The high activity of the CES and UT in the forward/slouching posture could lead to the fatigue of these muscles and the upper extremities, thereby reducing neck proprioception [32]. In a study conducted by Abdelkader et al., neck muscle fatigue had significant effects on neck proprioception and postural instability [37]. In addition, Vuillerme et al. observed a correlation between muscle fatigue and reduced proprioception [38].
Previous studies have demonstrated that the absence of proprioception due to activation deficiencies in mechanoreceptors may give rise to muscle fatigue. In such cases, fatigue is defined as the inability to produce an expected movement or force [38]. Therefore, neck muscle fatigue, which is caused by the excessive activity of the neck muscles in bending postures, may affect neck proprioception and cause other complications as well.

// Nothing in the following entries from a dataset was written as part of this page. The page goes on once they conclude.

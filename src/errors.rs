// Creates the Error, ErrorKind, ResultExt, and Result types.
// SDL reports failures as plain `String`s, which error_chain already converts into `Error`.
use crate::cells::GridCoordinate;
use error_chain::error_chain;

error_chain! {

    errors {
        InvalidGridDimensions(rows: usize, columns: usize) {
            description("invalid grid dimensions")
            display("a grid needs at least one row and one column, got {} rows by {} columns",
                    rows, columns)
        }
        CoordinateOutsideGrid(coord: GridCoordinate, rows: usize, columns: usize) {
            description("coordinate outside the grid")
            display("cell {} is outside the {} by {} grid", coord, rows, columns)
        }
        WindowTooSmall(window_pixels: u32, cells_across: usize) {
            description("window too small for the grid")
            display("a {} pixel window cannot fit {} cells across", window_pixels, cells_across)
        }
    }
}
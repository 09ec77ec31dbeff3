use docopt::Docopt;
use log::{info, warn};
use rand::SeedableRng;
use rand_xorshift::XorShiftRng;
use serde_derive::Deserialize;
use maze_solver::{
    cells::GridCoordinate,
    config::MazeConfig,
    errors::*,
    generators,
    grid::Grid,
    grid_displays::{PathDisplay, StartEndPointsDisplay},
    pathing::{self, Path},
    units::{ColumnsCount, Pixels, RowsCount},
};

const USAGE: &str = "Maze Solver

Generates a perfect maze and shows the shortest path between two cells.

Usage:
    maze_solver -h | --help
    maze_solver [options]
    maze_solver text [options]
    maze_solver window [options]

Options:
    -h --help               Show this screen.
    --rows=<n>              Number of rows in the grid [default: 20].
    --columns=<n>           Number of columns in the grid [default: 20].
    --seed=<n>              Seed for the maze generator. A random seed is chosen and logged if not given.
    --start-row=<r>         Row of the path start cell [default: 0].
    --start-column=<c>      Column of the path start cell [default: 0].
    --end-row=<r>           Row of the path end cell. Defaults to the bottom row.
    --end-column=<c>        Column of the path end cell. Defaults to the right most column.
    --show-distances        Text output shows the distance (hex) from the start to every cell instead of the path.
    --window-size=<px>      Side length of the square window in pixels [default: 600].
    --frame-rate=<fps>      Window redraws per second [default: 60].
    --reveal-delay=<ms>     Milliseconds the bare maze is shown before the path appears [default: 5000].
";

#[derive(Debug, Deserialize)]
struct MazeArgs {
    cmd_window: bool,
    flag_rows: usize,
    flag_columns: usize,
    flag_seed: Option<u64>,
    flag_start_row: u32,
    flag_start_column: u32,
    flag_end_row: Option<u32>,
    flag_end_column: Option<u32>,
    flag_show_distances: bool,
    flag_window_size: u32,
    flag_frame_rate: u32,
    flag_reveal_delay: u32,
}

fn main() {
    env_logger::Builder::from_env(env_logger::Env::default().default_filter_or("info")).init();

    let args: MazeArgs = Docopt::new(USAGE)
        .and_then(|d| d.deserialize())
        .unwrap_or_else(|e| e.exit());

    if let Err(ref e) = run(&args) {
        eprintln!("error: {}", e);
        for cause in e.iter().skip(1) {
            eprintln!("caused by: {}", cause);
        }
        std::process::exit(1);
    }
}

fn run(args: &MazeArgs) -> Result<()> {

    let config = maze_config(args);
    config.validate().chain_err(|| "Invalid maze options")?;

    let seed = config.seed.unwrap_or_else(rand::random);
    info!("Generating a {} by {} maze with seed {}", config.rows.0, config.columns.0, seed);

    let mut maze_grid = Grid::new(config.rows, config.columns)?;
    let mut rng = XorShiftRng::seed_from_u64(seed);
    generators::recursive_backtracker(&mut maze_grid, &mut rng);

    let path = pathing::shortest_path(&maze_grid, config.start, config.end);
    match path {
        Some(ref p) => info!("Path from {} to {} takes {} steps", p.start(), p.end(), p.edge_count()),
        None => warn!("There is no path from {} to {}", config.start, config.end),
    }

    if args.cmd_window {
        show_window(&maze_grid, path.as_ref(), &config)
    } else {
        print_text(&maze_grid, path.as_ref(), &config, args.flag_show_distances);
        Ok(())
    }
}

fn maze_config(args: &MazeArgs) -> MazeConfig {
    let (rows, columns) = (RowsCount(args.flag_rows), ColumnsCount(args.flag_columns));
    let defaults = MazeConfig::for_grid(rows, columns);

    MazeConfig {
        window_size: Pixels(args.flag_window_size),
        start: GridCoordinate::new(args.flag_start_row, args.flag_start_column),
        end: GridCoordinate::new(args.flag_end_row.unwrap_or(defaults.end.row),
                                 args.flag_end_column.unwrap_or(defaults.end.col)),
        seed: args.flag_seed,
        frames_per_second: args.flag_frame_rate,
        path_reveal_delay_ms: args.flag_reveal_delay,
        ..defaults
    }
}

fn print_text(maze_grid: &Grid, path: Option<&Path>, config: &MazeConfig, show_distances: bool) {
    let distances = if show_distances {
        pathing::Distances::for_grid(maze_grid, config.start)
    } else {
        None
    };

    let text = match (distances, path) {
        (Some(ref distances), _) => maze_grid.display_with(distances).to_string(),
        (None, Some(path)) => maze_grid.display_with(&PathDisplay::new(path)).to_string(),
        (None, None) => {
            // No route, mark where it should have gone.
            let start_end = StartEndPointsDisplay::new(config.start, config.end);
            maze_grid.display_with(&start_end).to_string()
        }
    };
    println!("{}", text);
}

#[cfg(feature = "sdl")]
fn show_window(maze_grid: &Grid, path: Option<&Path>, config: &MazeConfig) -> Result<()> {
    maze_solver::renderers::render_maze_window(maze_grid, path, config)
        .chain_err(|| "Failed to show the maze window")
}

#[cfg(not(feature = "sdl"))]
fn show_window(_: &Grid, _: Option<&Path>, _: &MazeConfig) -> Result<()> {
    Err("this build has no window support, rebuild with `--features sdl`".into())
}
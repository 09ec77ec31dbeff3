use fnv::FnvHashSet;
use std::fmt;

use crate::cells::{CompassPrimary, GridCoordinate};
use crate::grid::Grid;
use crate::pathing::{Distances, Path};
use crate::units::{ColumnsCount, RowsCount};


pub trait GridDisplay {
    /// Render the contents of a grid cell as text.
    /// The String should be 3 glyphs long, padded if required.
    fn render_cell_body(&self, _: GridCoordinate) -> String {
        String::from("   ")
    }
}

/// Marks every cell on a path, with the start and end called out.
#[derive(Debug)]
pub struct PathDisplay {
    on_path_coordinates: FnvHashSet<GridCoordinate>,
    start: GridCoordinate,
    end: GridCoordinate,
}
impl PathDisplay {
    pub fn new(path: &Path) -> Self {
        PathDisplay {
            on_path_coordinates: path.cells().iter().cloned().collect(),
            start: path.start(),
            end: path.end(),
        }
    }
}
impl GridDisplay for PathDisplay {
    fn render_cell_body(&self, coord: GridCoordinate) -> String {
        if coord == self.start {
            String::from(" S ")
        } else if coord == self.end {
            String::from(" E ")
        } else if self.on_path_coordinates.contains(&coord) {
            String::from(" . ")
        } else {
            String::from("   ")
        }
    }
}

/// Marks only the start and end cells, used when there is no path between them.
#[derive(Debug)]
pub struct StartEndPointsDisplay {
    start: GridCoordinate,
    end: GridCoordinate,
}
impl StartEndPointsDisplay {
    pub fn new(start: GridCoordinate, end: GridCoordinate) -> StartEndPointsDisplay {
        StartEndPointsDisplay { start, end }
    }
}
impl GridDisplay for StartEndPointsDisplay {
    fn render_cell_body(&self, coord: GridCoordinate) -> String {
        if coord == self.start {
            String::from(" S ")
        } else if coord == self.end {
            String::from(" E ")
        } else {
            String::from("   ")
        }
    }
}

impl GridDisplay for Distances {
    fn render_cell_body(&self, coord: GridCoordinate) -> String {
        if let Some(d) = self.distance_from_start_to(coord) {
            // centre align, padding 3, lowercase hexadecimal
            format!("{:^3x}", d)
        } else {
            String::from("   ")
        }
    }
}

/// Text rendering of a grid with an overlay filling the cell bodies.
pub struct GridWithDisplay<'a> {
    grid: &'a Grid,
    display: &'a dyn GridDisplay,
}

impl Grid {
    pub fn display_with<'a>(&'a self, display: &'a dyn GridDisplay) -> GridWithDisplay<'a> {
        GridWithDisplay {
            grid: self,
            display,
        }
    }
}

struct EmptyCells;
impl GridDisplay for EmptyCells {}

impl fmt::Display for Grid {
    fn fmt(&self, f: &mut fmt::Formatter) -> fmt::Result {
        write!(f, "{}", self.display_with(&EmptyCells))
    }
}

impl<'a> fmt::Display for GridWithDisplay<'a> {
    fn fmt(&self, f: &mut fmt::Formatter) -> fmt::Result {
        const WALL_L: &str = "╴";
        const WALL_R: &str = "╶";
        const WALL_U: &str = "╵";
        const WALL_D: &str = "╷";
        const WALL_LR_3: &str = "───";
        const WALL_LR: &str = "─";
        const WALL_UD: &str = "│";
        const WALL_LD: &str = "┐";
        const WALL_RU: &str = "└";
        const WALL_LU: &str = "┘";
        const WALL_RD: &str = "┌";
        const WALL_LRU: &str = "┴";
        const WALL_LRD: &str = "┬";
        const WALL_LRUD: &str = "┼";
        const WALL_RUD: &str = "├";
        const WALL_LUD: &str = "┤";

        let grid = self.grid;
        let ColumnsCount(columns_count) = grid.columns();
        let RowsCount(rows_count) = grid.rows();

        // Start by special case rendering the text for the north most boundary
        let mut output = String::from(WALL_RD);
        for col in 0..columns_count {
            let coord = GridCoordinate::new(0, col as u32);
            output.push_str(WALL_LR_3);
            if grid.is_neighbour_linked(coord, CompassPrimary::East) {
                output.push_str(WALL_LR);
            } else if col == columns_count - 1 {
                output.push_str(WALL_LD);
            } else {
                output.push_str(WALL_LRD);
            }
        }
        output.push('\n');

        for (index_row, row) in grid.iter_row().enumerate() {

            let is_last_row = index_row == rows_count - 1;

            // Starts off by special case rendering the west most boundary of the row.
            // The top section of the cell is done by the previous row.
            let mut row_middle_section_render = String::from(WALL_UD);
            let mut row_bottom_section_render = String::new();

            for (index_column, cell) in row.iter().enumerate() {

                let cell_coord = cell.coordinate();
                let is_first_column = index_column == 0;
                let is_last_column = index_column == columns_count - 1;
                let east_open = grid.is_neighbour_linked(cell_coord, CompassPrimary::East);
                let south_open = grid.is_neighbour_linked(cell_coord, CompassPrimary::South);

                // Each cell uses the southern wall of the cell above as its own northern wall,
                // so only the body, the eastern boundary and the southern boundary are drawn here.
                row_middle_section_render.push_str(&self.display.render_cell_body(cell_coord));
                row_middle_section_render.push_str(if east_open { " " } else { WALL_UD });

                if is_first_column {
                    row_bottom_section_render = if is_last_row {
                        String::from(WALL_RU)
                    } else if south_open {
                        String::from(WALL_UD)
                    } else {
                        String::from(WALL_RUD)
                    };
                }
                row_bottom_section_render.push_str(if south_open { "   " } else { WALL_LR_3 });

                let corner = match (is_last_row, is_last_column) {
                    (true, true) => WALL_LU,
                    (true, false) => if east_open { WALL_LR } else { WALL_LRU },
                    (false, true) => if south_open { WALL_UD } else { WALL_LUD },
                    (false, false) => {
                        let access_se_from_east =
                            grid.neighbour_at_direction(cell_coord, CompassPrimary::East)
                                .map_or(false,
                                        |c| grid.is_neighbour_linked(c, CompassPrimary::South));
                        let access_se_from_south =
                            grid.neighbour_at_direction(cell_coord, CompassPrimary::South)
                                .map_or(false,
                                        |c| grid.is_neighbour_linked(c, CompassPrimary::East));
                        let show_right_section = !access_se_from_east;
                        let show_down_section = !access_se_from_south;
                        let show_up_section = !east_open;
                        let show_left_section = !south_open;

                        match (show_left_section,
                               show_right_section,
                               show_up_section,
                               show_down_section) {
                            (true, true, true, true) => WALL_LRUD,
                            (true, true, true, false) => WALL_LRU,
                            (true, true, false, true) => WALL_LRD,
                            (true, false, true, true) => WALL_LUD,
                            (false, true, true, true) => WALL_RUD,
                            (true, true, false, false) => WALL_LR,
                            (false, false, true, true) => WALL_UD,
                            (false, true, true, false) => WALL_RU,
                            (true, false, false, true) => WALL_LD,
                            (true, false, true, false) => WALL_LU,
                            (false, true, false, true) => WALL_RD,
                            (true, false, false, false) => WALL_L,
                            (false, true, false, false) => WALL_R,
                            (false, false, true, false) => WALL_U,
                            (false, false, false, true) => WALL_D,
                            _ => " ",
                        }
                    }
                };

                row_bottom_section_render.push_str(corner);
            }

            output.push_str(&row_middle_section_render);
            output.push('\n');
            output.push_str(&row_bottom_section_render);
            output.push('\n');
        }

        write!(f, "{}", output)
    }
}
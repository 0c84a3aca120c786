//! Read-only summary view of a [`WorkflowModel`].
//!
//! A pure function of the frozen model: display metadata, the resolved
//! start-activity name, collection counts, and activity names grouped by
//! stage. Degenerate inputs (no version record, zero activities) yield
//! empty aggregates rather than errors.

use crate::{Id, WorkflowModel};
use serde::{Deserialize, Serialize};
use std::collections::BTreeMap;

/// Aggregate view of one workflow export.
///
/// `description` is passed through raw (possibly empty); "N/A" defaulting
/// belongs to presentation. `start_activity` is `None` when the version's
/// start-activity id does not resolve, or when there is no version record
/// at all.
#[derive(Debug, Clone, Default, PartialEq, Eq, Serialize, Deserialize)]
pub struct WorkflowSummary {
    pub name: String,
    pub table: String,
    pub description: String,
    pub start_activity: Option<String>,
    pub stage_count: usize,
    pub activity_count: usize,
    pub condition_count: usize,
    /// Stage id → names of the activities in that stage, document order.
    /// Activities whose `stage_id` is empty or matches no stage record are
    /// excluded entirely.
    pub stage_activities: BTreeMap<Id, Vec<String>>,
}

/// Derive the summary aggregate from a model.
pub fn build_summary(model: &WorkflowModel) -> WorkflowSummary {
    let mut summary = WorkflowSummary {
        stage_count: model.stage_count(),
        activity_count: model.activity_count(),
        condition_count: model.condition_count(),
        ..Default::default()
    };

    if let Some(version) = model.version() {
        summary.name = version.name.clone();
        summary.table = version.table.clone();
        summary.description = version.description.clone();
        summary.start_activity = model
            .activity(&version.start_activity_id)
            .map(|a| a.name.clone());
    }

    for activity in model.activities_in_order() {
        if activity.stage_id.is_empty() || model.stage(&activity.stage_id).is_none() {
            continue;
        }
        summary
            .stage_activities
            .entry(activity.stage_id.clone())
            .or_default()
            .push(activity.name.clone());
    }

    summary
}
//! Depth-bounded walk of the activity graph.
//!
//! [`walk_path`] traverses the directed graph induced by transitions,
//! starting from a given activity id, and yields a lazy stream of
//! [`WalkEvent`]s in depth-first document order. The walk is driven by an
//! explicit frame stack, so deep or cyclic graphs cannot exhaust the call
//! stack, and it never mutates the model.
//!
//! Cycle handling comes in two flavors ([`CycleGuard`]):
//!
//! - [`CycleGuard::DepthBound`] (default): a fixed depth bound truncates
//!   every branch. A cycle shorter than the bound is re-traversed up to the
//!   bound, re-emitting the same activities; that is the upstream-compatible
//!   behavior, not a defect.
//! - [`CycleGuard::VisitedSet`]: stricter opt-in mode that stops the second
//!   time an activity id is reached anywhere in the walk.

use crate::{Id, WorkflowModel};
use serde::{Deserialize, Serialize};
use std::collections::HashSet;

/// Default depth bound: activities at depths 0..=5 are entered, the sixth
/// descent is replaced by [`WalkEvent::Truncated`].
pub const DEFAULT_DEPTH_BOUND: usize = 6;

#[derive(Debug, Clone, Copy, Default, PartialEq, Eq, Serialize, Deserialize)]
#[serde(rename_all = "snake_case")]
pub enum CycleGuard {
    /// Bound traversal depth only; short cycles are re-traversed.
    #[default]
    DepthBound,
    /// Additionally stop at any activity id already entered during this
    /// walk, emitting [`WalkEvent::AlreadyVisited`].
    VisitedSet,
}

#[derive(Debug, Clone, Copy, PartialEq, Eq)]
pub struct WalkConfig {
    pub depth_bound: usize,
    pub guard: CycleGuard,
}

impl Default for WalkConfig {
    fn default() -> Self {
        Self {
            depth_bound: DEFAULT_DEPTH_BOUND,
            guard: CycleGuard::DepthBound,
        }
    }
}

impl WalkConfig {
    pub fn with_depth_bound(depth_bound: usize) -> Self {
        Self {
            depth_bound,
            ..Self::default()
        }
    }
}

/// One traversal event. `depth` is the recursion depth the event belongs
/// to; presentation layers typically render it as indentation.
#[derive(Debug, Clone, PartialEq, Eq, Serialize, Deserialize)]
#[serde(tag = "event", rename_all = "snake_case")]
pub enum WalkEvent {
    /// Entered a resolved activity.
    Enter {
        activity_id: Id,
        name: String,
        depth: usize,
    },
    /// A transition pointed at an id with no matching activity; this branch
    /// stops here.
    UnknownActivity { activity_id: Id, depth: usize },
    /// The entered activity has no outgoing transitions.
    EndOfPath { depth: usize },
    /// About to follow a transition. `condition` is `None` when the
    /// transition's condition id does not resolve.
    Follow {
        condition_id: Id,
        condition: Option<String>,
        depth: usize,
    },
    /// The depth bound was reached; the subtree behind the preceding
    /// `Follow` is not traversed.
    Truncated { depth: usize },
    /// Visited-set mode only: this activity was already entered during the
    /// walk.
    AlreadyVisited { activity_id: Id, depth: usize },
}

enum Frame {
    Visit { activity_id: Id, depth: usize },
    Emit(WalkEvent),
}

/// Lazy event stream over the activity graph. See [`walk_path`].
pub struct PathWalk<'a> {
    model: &'a WorkflowModel,
    config: WalkConfig,
    stack: Vec<Frame>,
    visited: HashSet<Id>,
}

/// Walk the activity graph from `start_activity_id`.
pub fn walk_path<'a>(
    model: &'a WorkflowModel,
    start_activity_id: &str,
    config: WalkConfig,
) -> PathWalk<'a> {
    PathWalk {
        model,
        config,
        stack: vec![Frame::Visit {
            activity_id: start_activity_id.to_string(),
            depth: 0,
        }],
        visited: HashSet::new(),
    }
}

impl PathWalk<'_> {
    fn visit(&mut self, activity_id: Id, depth: usize) -> WalkEvent {
        if self.config.guard == CycleGuard::VisitedSet
            && !self.visited.insert(activity_id.clone())
        {
            return WalkEvent::AlreadyVisited { activity_id, depth };
        }

        let Some(activity) = self.model.activity(&activity_id) else {
            return WalkEvent::UnknownActivity { activity_id, depth };
        };
        let name = activity.name.clone();

        let transitions = self.model.transitions_from(&activity_id);
        if transitions.is_empty() {
            self.stack.push(Frame::Emit(WalkEvent::EndOfPath { depth }));
        } else {
            // Reverse push so siblings pop in document order; each subtree
            // frame sits under its own Follow event.
            for transition in transitions.iter().rev() {
                if depth + 1 >= self.config.depth_bound {
                    self.stack
                        .push(Frame::Emit(WalkEvent::Truncated { depth: depth + 1 }));
                } else {
                    self.stack.push(Frame::Visit {
                        activity_id: transition.to_activity_id.clone(),
                        depth: depth + 1,
                    });
                }
                let condition = self
                    .model
                    .condition(&transition.condition_id)
                    .map(|c| c.name.clone());
                self.stack.push(Frame::Emit(WalkEvent::Follow {
                    condition_id: transition.condition_id.clone(),
                    condition,
                    depth,
                }));
            }
        }

        WalkEvent::Enter {
            activity_id,
            name,
            depth,
        }
    }
}

impl Iterator for PathWalk<'_> {
    type Item = WalkEvent;

    fn next(&mut self) -> Option<WalkEvent> {
        match self.stack.pop()? {
            Frame::Emit(event) => Some(event),
            Frame::Visit { activity_id, depth } => Some(self.visit(activity_id, depth)),
        }
    }
}

#[cfg(test)]
mod tests {
    use super::*;
    use crate::{Activity, Condition, ModelBuilder, Transition, WorkflowModel};
    use proptest::prelude::*;

    fn model(activities: &[(&str, &str)], edges: &[(&str, &str, &str)]) -> WorkflowModel {
        let mut builder = ModelBuilder::new();
        for (id, name) in activities {
            builder.activity(Activity {
                id: (*id).into(),
                name: (*name).into(),
                ..Default::default()
            });
        }
        for (i, (from, to, condition_id)) in edges.iter().enumerate() {
            builder.transition(Transition {
                id: format!("t{i}"),
                condition_id: (*condition_id).into(),
                from_activity_id: (*from).into(),
                to_activity_id: (*to).into(),
            });
        }
        builder.finish()
    }

    #[test]
    fn single_activity_enters_then_ends() {
        let model = model(&[("a1", "Begin")], &[]);
        let events: Vec<WalkEvent> = walk_path(&model, "a1", WalkConfig::default()).collect();
        assert_eq!(
            events,
            vec![
                WalkEvent::Enter {
                    activity_id: "a1".into(),
                    name: "Begin".into(),
                    depth: 0,
                },
                WalkEvent::EndOfPath { depth: 0 },
            ]
        );
    }

    #[test]
    fn two_cycle_truncates_at_depth_bound() {
        let mut builder = ModelBuilder::new();
        for (id, name) in [("a1", "A1"), ("a2", "A2")] {
            builder.activity(Activity {
                id: id.into(),
                name: name.into(),
                ..Default::default()
            });
        }
        for (id, cid, cname, from, to) in [
            ("t1", "c1", "C1", "a1", "a2"),
            ("t2", "c2", "C2", "a2", "a1"),
        ] {
            builder.condition(Condition {
                id: cid.into(),
                name: cname.into(),
                ..Default::default()
            });
            builder.transition(Transition {
                id: id.into(),
                condition_id: cid.into(),
                from_activity_id: from.into(),
                to_activity_id: to.into(),
            });
        }
        let model = builder.finish();

        let events: Vec<WalkEvent> =
            walk_path(&model, "a1", WalkConfig::with_depth_bound(4)).collect();

        let entered: Vec<&str> = events
            .iter()
            .filter_map(|e| match e {
                WalkEvent::Enter { name, .. } => Some(name.as_str()),
                _ => None,
            })
            .collect();
        assert_eq!(entered, ["A1", "A2", "A1", "A2"]);

        let follows = events
            .iter()
            .filter(|e| matches!(e, WalkEvent::Follow { .. }))
            .count();
        assert_eq!(follows, 4);
        assert_eq!(events.last(), Some(&WalkEvent::Truncated { depth: 4 }));
    }

    #[test]
    fn unknown_target_stops_the_branch_without_fault() {
        let model = model(&[("a1", "Begin")], &[("a1", "ghost", "")]);
        let events: Vec<WalkEvent> = walk_path(&model, "a1", WalkConfig::default()).collect();
        assert_eq!(
            events.last(),
            Some(&WalkEvent::UnknownActivity {
                activity_id: "ghost".into(),
                depth: 1,
            })
        );
    }

    #[test]
    fn unknown_start_activity_is_a_single_terminal_event() {
        let model = model(&[], &[]);
        let events: Vec<WalkEvent> = walk_path(&model, "nowhere", WalkConfig::default()).collect();
        assert_eq!(
            events,
            vec![WalkEvent::UnknownActivity {
                activity_id: "nowhere".into(),
                depth: 0,
            }]
        );
    }

    #[test]
    fn unresolved_condition_follows_with_none() {
        let model = model(&[("a1", "A1"), ("a2", "A2")], &[("a1", "a2", "missing")]);
        let follow = walk_path(&model, "a1", WalkConfig::default())
            .find(|e| matches!(e, WalkEvent::Follow { .. }))
            .unwrap();
        assert_eq!(
            follow,
            WalkEvent::Follow {
                condition_id: "missing".into(),
                condition: None,
                depth: 0,
            }
        );
    }

    #[test]
    fn sibling_transitions_walk_in_document_order() {
        let model = model(
            &[("a1", "Root"), ("a2", "Left"), ("a3", "Right")],
            &[("a1", "a2", ""), ("a1", "a3", "")],
        );
        let entered: Vec<String> = walk_path(&model, "a1", WalkConfig::default())
            .filter_map(|e| match e {
                WalkEvent::Enter { name, .. } => Some(name),
                _ => None,
            })
            .collect();
        assert_eq!(entered, ["Root", "Left", "Right"]);
    }

    #[test]
    fn visited_set_mode_stops_cycles_early() {
        let model = model(
            &[("a1", "A1"), ("a2", "A2")],
            &[("a1", "a2", ""), ("a2", "a1", "")],
        );
        let config = WalkConfig {
            depth_bound: 10,
            guard: CycleGuard::VisitedSet,
        };
        let events: Vec<WalkEvent> = walk_path(&model, "a1", config).collect();
        assert_eq!(
            events.last(),
            Some(&WalkEvent::AlreadyVisited {
                activity_id: "a1".into(),
                depth: 2,
            })
        );
        let entered = events
            .iter()
            .filter(|e| matches!(e, WalkEvent::Enter { .. }))
            .count();
        assert_eq!(entered, 2);
    }

    proptest! {
        /// The walk terminates on every graph, cyclic or not, within the
        /// branching^depth budget.
        #[test]
        fn walk_always_terminates(
            edges in prop::collection::vec((0usize..6, 0usize..6), 0..12),
            depth_bound in 1usize..4,
        ) {
            let mut builder = ModelBuilder::new();
            for i in 0..6 {
                builder.activity(Activity {
                    id: format!("a{i}"),
                    name: format!("Activity {i}"),
                    ..Default::default()
                });
            }
            for (i, (from, to)) in edges.iter().enumerate() {
                builder.transition(Transition {
                    id: format!("t{i}"),
                    condition_id: String::new(),
                    from_activity_id: format!("a{from}"),
                    to_activity_id: format!("a{to}"),
                });
            }
            let model = builder.finish();

            // At most 12 edges, so branching factor at most 12. Each
            // visited node yields at most 1 + branching events.
            let budget = 13usize.pow(depth_bound as u32 + 1);
            let count = walk_path(&model, "a0", WalkConfig::with_depth_bound(depth_bound))
                .take(budget)
                .count();
            prop_assert!(count < budget);
        }
    }
}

One of the limitations of the present study was that we could not enroll both male and female subjects.
Conclusion
There was a significant difference in the activity of the CES and UT muscles between the upright, forward, and slouching postures. In addition, a difference was observed between the upright and slouching postures in this regard. A positive, significant association was denoted between the CES muscle activity in the forward and slouching postures and the neck muscle activation index. Moreover, a negative, significant correlation was observed between the UT muscle activity in the slouching posture and neck proprioception. Our findings also demonstrated a positive, significant association between the pain index and scores of repositioning error to show the proprioception rate. Therefore, it could be concluded that these head and neck positions affected the excessive activity of the CES and UT muscles, thereby leading to the early fatigue of the muscles. This factor could predict a cumulative damage cycle by affecting neck proprioception. In conclusion, proper training should be provided regarding the maintenance of an upright posture while sitting in order to prevent excessive pressure on the neck in the employees with chronic neck pain. However, the outcomes cannot be generalized to all populations since this study was conducted only on women.
Footnotes
Acknowledgments
The authors extend their gratitude to the office workers for participating in this study and the expert at the Sports Rehabilitation Laboratory for assisting them in this research.
Conflict of interest
The authors have no conflicts of interest to report. The authors confirm that the research presented in this article met the ethical guidelines.
Funding
No funding was used to support this research and/or the preparation of the manuscript.